*** Opening TASK INPUT ***
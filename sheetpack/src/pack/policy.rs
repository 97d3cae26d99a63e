//! Scoring rules of the packing strategies.
//! Each rule has a fixed tie-break, so results stay deterministic when rules are swapped.

use crate::entities::{Item, Orientation, Rect};
use serde::{Deserialize, Serialize};

/// Decides the orientation of an item on an existing shelf where it fits both flat and rotated.
#[derive(Debug, Clone, Copy, PartialEq, Eq, Serialize, Deserialize, Default)]
#[serde(rename_all = "snake_case")]
pub enum ShelfOrientationPolicy {
    /// Minimizes the unused vertical gap between the item and the top of the shelf.
    /// Ties go to [`Orientation::Flat`].
    #[default]
    MinHeightWaste,
    /// Always [`Orientation::Flat`]
    PreferFlat,
}

impl ShelfOrientationPolicy {
    pub fn choose<L>(&self, shelf_height: f64, item: &Item<L>) -> Orientation {
        match self {
            ShelfOrientationPolicy::MinHeightWaste => {
                let flat_waste = shelf_height - item.height;
                let rotated_waste = shelf_height - item.width;
                match rotated_waste < flat_waste {
                    true => Orientation::Rotated,
                    false => Orientation::Flat,
                }
            }
            ShelfOrientationPolicy::PreferFlat => Orientation::Flat,
        }
    }
}

/// Score of putting a `width` x `height` rectangle into a free rectangle, lower is better.
/// On equal scores, the option evaluated first wins.
#[derive(Debug, Clone, Copy, PartialEq, Eq, Serialize, Deserialize, Default)]
#[serde(rename_all = "snake_case")]
pub enum FreeRectScore {
    /// Smallest of the two leftover sides
    #[default]
    BestShortSideFit,
    /// Largest of the two leftover sides
    BestLongSideFit,
    /// Leftover area
    BestAreaFit,
}

impl FreeRectScore {
    pub fn score(&self, free: &Rect, width: f64, height: f64) -> f64 {
        let leftover_w = free.width - width;
        let leftover_h = free.height - height;
        match self {
            FreeRectScore::BestShortSideFit => f64::min(leftover_w, leftover_h),
            FreeRectScore::BestLongSideFit => f64::max(leftover_w, leftover_h),
            FreeRectScore::BestAreaFit => free.area() - width * height,
        }
    }
}

/// How the remainder of a free rectangle is cut in two after a rectangle is placed in its bottom-left corner.
#[derive(Debug, Clone, Copy, PartialEq, Eq, Serialize, Deserialize, Default)]
#[serde(rename_all = "snake_case")]
pub enum SplitRule {
    /// Cuts horizontally when the leftover width is strictly smaller than the leftover height, vertically otherwise
    #[default]
    ShorterLeftoverAxis,
    /// Cuts horizontally when the leftover width is at least the leftover height, vertically otherwise
    LongerLeftoverAxis,
}

impl SplitRule {
    /// Returns the free rectangles right of and above the placed `width` x `height` rectangle.
    /// Either of them can be empty (zero width or height).
    ///
    /// A horizontal cut gives the top piece the full width of `free`,
    /// a vertical cut gives the right piece the full height of `free`.
    pub fn split(&self, free: &Rect, width: f64, height: f64) -> (Rect, Rect) {
        let leftover_w = free.width - width;
        let leftover_h = free.height - height;
        let horizontal = match self {
            SplitRule::ShorterLeftoverAxis => leftover_w < leftover_h,
            SplitRule::LongerLeftoverAxis => leftover_w >= leftover_h,
        };
        match horizontal {
            true => (
                Rect::new(free.x + width, free.y, leftover_w, height),
                Rect::new(free.x, free.y + height, free.width, leftover_h),
            ),
            false => (
                Rect::new(free.x + width, free.y, leftover_w, free.height),
                Rect::new(free.x, free.y + height, width, leftover_h),
            ),
        }
    }
}
use std::path::PathBuf;

use clap::{Parser, ValueEnum};
use log::LevelFilter;
use sheetpack::pack::Strategy;

#[derive(Parser, Debug)]
#[command(author, version, about)]
pub struct Cli {
    #[arg(short, long, value_name = "FILE")]
    pub input_file: PathBuf,
    #[arg(short, long, value_name = "FOLDER")]
    pub solution_folder: PathBuf,
    #[arg(short, long, value_name = "FILE")]
    pub config_file: Option<PathBuf>,
    #[arg(
        short,
        long,
        value_name = "[off, error, warn, info, debug, trace]",
        default_value = "info"
    )]
    pub log_level: LevelFilter,
    /// Overrides the strategy of the config file
    #[arg(long, value_enum)]
    pub strategy: Option<StrategyKind>,
}

#[derive(ValueEnum, Clone, Copy, Debug, PartialEq, Eq)]
pub enum StrategyKind {
    Shelf,
    Guillotine,
}

impl StrategyKind {
    /// Switches `current` to this kind of strategy.
    /// Policies of `current` are kept if it already is of this kind, defaults are used otherwise.
    pub fn apply(self, current: Strategy) -> Strategy {
        match (self, current) {
            (StrategyKind::Shelf, Strategy::Shelf { .. })
            | (StrategyKind::Guillotine, Strategy::Guillotine { .. }) => current,
            (StrategyKind::Shelf, _) => Strategy::Shelf {
                policy: Default::default(),
            },
            (StrategyKind::Guillotine, _) => Strategy::Guillotine {
                score: Default::default(),
                split: Default::default(),
            },
        }
    }
}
*** Closing TASK INPUT ***
PROBLEM: All lines from the listing above that include "PathBuf" should be shown.

RESPONSE BOX:
use std::path::PathBuf;
    pub input_file: PathBuf,
    pub solution_folder: PathBuf,
    pub config_file: Option<PathBuf>,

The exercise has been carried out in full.